“Every lie we tell incurs a debt to the truth.Sooner or later that debt is paid”

— VALERY LEGASOV IN HBO’S CHERNOBYL

Key Points


  • Every insurance contract contains an essential term, implied by law, that the insured must be honest in connection with a claim, subject to express terms.
  • Cancellation of insurance contracts is governed by the Contract and Commercial Law Act 2017 (CCLA).
  • The insurer’s right to cancel is prospective. The insurer may recoup payments made for the dishonest claim, but the insured does not have to repay valid claims and does not forfeit rights to valid claims accrued prior to the date of cancellation.

Background


Mr Taylor, a self-employed insurance broker, held an income protection insurance policy with Asteron. In 2010, Mr Taylor became sick and was unable to work. He made a claim, which Asteron accepted. Asteron paid Mr Taylor total disability benefits (TDB) until September 2014. It then suspended payments because Mr Taylor would not provide financial information Asteron required to assess his loss of earnings.

Mr Taylor commenced proceedings against Asteron seeking a declaration that he was entitled to the TDB, and unpaid benefits from 2014 onwards. Asteron denied liability and said that Mr Taylor was not totally disabled and he had not suffered loss of earnings. Asteron counterclaimed that it had cancelled the policy because Mr Taylor had breached his duty of good faith by making false statements in support of his claim. It sought recovery of the benefits it had paid him. Mr Taylor’s claim was unsuccessful. Asteron’s counterclaim succeeded. The High Court awarded Asteron $371,286.70 plus interest and costs.

High Court


It was accepted that Mr Taylor suffered a sickness as defined in the policy. At issue was whether this prevented him from working 10 hours or more per week in his usual occupation, entitling him to the TDB.

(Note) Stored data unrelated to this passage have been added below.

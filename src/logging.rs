//! Tracing subscriber setup.
//!
//! Logs go to stderr so stdout carries only the report and plots.

use tracing_subscriber::{EnvFilter, fmt};

/// Install the global subscriber. `RUST_LOG` wins; otherwise `info`.
///
/// Calling this twice is harmless (the second install is ignored), which keeps
/// tests that run the full app from tripping over each other.
pub fn init() {
    let filter = EnvFilter::try_from_default_env().unwrap_or_else(|_| EnvFilter::new("info"));

    let _ = fmt()
        .with_env_filter(filter)
        .with_target(false)
        .with_level(true)
        .with_writer(std::io::stderr)
        .try_init();
}
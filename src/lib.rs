//! `wdi-curves` library crate.
//!
//! The binary (`wdi`) is a thin wrapper around this library so that:
//!
//! - core logic is testable without spawning processes
//! - the stages (normalize, cluster, fit, band, reconcile) are reusable on
//!   their own

pub mod app;
pub mod cluster;
pub mod config;
pub mod domain;
pub mod error;
pub mod fit;
pub mod io;
pub mod logging;
pub mod math;
pub mod models;
pub mod plot;
pub mod report;
pub mod table;
//! Confidence envelopes by parameter perturbation.
//!
//! For parameters `p_1..p_n` with uncertainties `s_1..s_n`, every parameter is
//! moved to either end of `[p_i - s_i, p_i + s_i]`. The model is evaluated at
//! all `2^n` resulting corners, and the envelope is the pointwise min/max over
//! those curves and the unperturbed one.
//!
//! For a non-linear model the extremes need not sit at the "all minus" or "all
//! plus" corner, which is why every combination is visited.
//!
//! Cost: `2^n + 1` model evaluations per query point. That is fine for the
//! two-parameter models here and becomes impractical quickly as `n` grows.

use crate::domain::{FittedModel, ModelKind, UncertaintyEnvelope};
use crate::error::AppError;
use crate::models::predict;

/// Largest parameter count accepted by the corner enumeration.
pub const MAX_BAND_PARAMS: usize = 20;

/// Iterator over all `2^n` sign patterns for `n` parameters.
///
/// Pattern `m` uses the plus sign for parameter `i` when bit `i` of `m` is set,
/// so pattern `0` is "all minus" and pattern `2^n - 1` is "all plus".
#[derive(Debug, Clone)]
pub struct SignCombinations {
    n: usize,
    next: u64,
    end: u64,
}

impl SignCombinations {
    /// Fails with `InvalidInput` when `n > MAX_BAND_PARAMS`.
    pub fn new(n: usize) -> Result<Self, AppError> {
        if n > MAX_BAND_PARAMS {
            return Err(AppError::InvalidInput(format!(
                "{n} parameters would need 2^{n} band evaluations (limit {MAX_BAND_PARAMS})"
            )));
        }
        Ok(Self {
            n,
            next: 0,
            end: 1u64 << n,
        })
    }
}

impl Iterator for SignCombinations {
    /// `true` means `+sigma`, `false` means `-sigma`.
    type Item = Vec<bool>;

    fn next(&mut self) -> Option<Self::Item> {
        if self.next >= self.end {
            return None;
        }
        let mask = self.next;
        self.next += 1;
        Some((0..self.n).map(|i| mask & (1 << i) != 0).collect())
    }

    fn size_hint(&self) -> (usize, Option<usize>) {
        let left = (self.end - self.next) as usize;
        (left, Some(left))
    }
}

impl ExactSizeIterator for SignCombinations {}

/// Parameter vectors at every corner of the `±sigma` box.
pub fn perturbed_params(params: &[f64], sigma: &[f64]) -> Result<Vec<Vec<f64>>, AppError> {
    if params.len() != sigma.len() {
        return Err(AppError::DimensionMismatch {
            context: "band sigma",
            expected: params.len(),
            found: sigma.len(),
        });
    }

    Ok(SignCombinations::new(params.len())?
        .map(|signs| {
            params
                .iter()
                .zip(sigma)
                .zip(signs)
                .map(|((&p, &s), plus)| if plus { p + s } else { p - s })
                .collect()
        })
        .collect())
}

/// Lower and upper envelope of `func` over all `±sigma` parameter corners.
///
/// `func(x, params)` evaluates the model at a single point.
pub fn err_ranges<F>(x: &[f64], func: F, params: &[f64], sigma: &[f64]) -> Result<UncertaintyEnvelope, AppError>
where
    F: Fn(f64, &[f64]) -> f64,
{
    let corners = perturbed_params(params, sigma)?;

    let mut lower: Vec<f64> = x.iter().map(|&xi| func(xi, params)).collect();
    let mut upper = lower.clone();

    for corner in &corners {
        for (j, &xj) in x.iter().enumerate() {
            let y = func(xj, corner);
            lower[j] = lower[j].min(y);
            upper[j] = upper[j].max(y);
        }
    }

    Ok(UncertaintyEnvelope {
        x: x.to_vec(),
        lower,
        upper,
    })
}

/// Envelope for a fitted model using the given sigma.
pub fn model_band(fit: &FittedModel, x: &[f64], sigma: &[f64]) -> Result<UncertaintyEnvelope, AppError> {
    let kind: ModelKind = fit.model;
    err_ranges(x, |xi, p| predict(kind, xi, p), &fit.params, sigma)
}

Mr Taylor claimed that although he attended his insuring broking business premises whilst on claim, it was only for a few hours a week and he was not actively involved in the business, so he was not “working”. Cooke J rejected Mr Taylor’s evidence and found that he had not established he was totally disabled. Further, the profit that Mr Taylor earned from his broking business meant he had not suffered a loss of earnings covered by the policy.

Cooke J considered Asteron’s counterclaim. He said the CCLA was the correct legal framework for addressing the right to cancel or avoid liability under an insurance contract for breach of the duty of good faith in connection with a claim. He held this duty was an essential implied term of the insurance contract between Mr Taylor and Asteron.

Mr Taylor breached his duty of good faith by making dishonest statements, misstating the hours he was working in the progress forms he submitted to Asteron in support of his claim. Cooke J found that Mr Taylor deliberately misrepresented both the hours he was working and that his business was making a loss.

Although Mr Taylor disputed that Asteron had properly cancelled the contract, Cooke J held that Asteron had given sufficient notice under s 41 of the Act and it was entitled to relief under ss 43 and 49 CCLA. Mr Taylor’s affirmative defence of change of position failed because he had not acted in good faith. Cooke J awarded Asteron damages for the full amount of its counterclaim.

Court of Appeal


Mr Taylor argued on appeal (amongst other things) the High Court was wrong to find he was not totally disabled, he misrepresented his work and income, and that Asteron was entitled to cancel the policy and a full refund of all amounts paid to him.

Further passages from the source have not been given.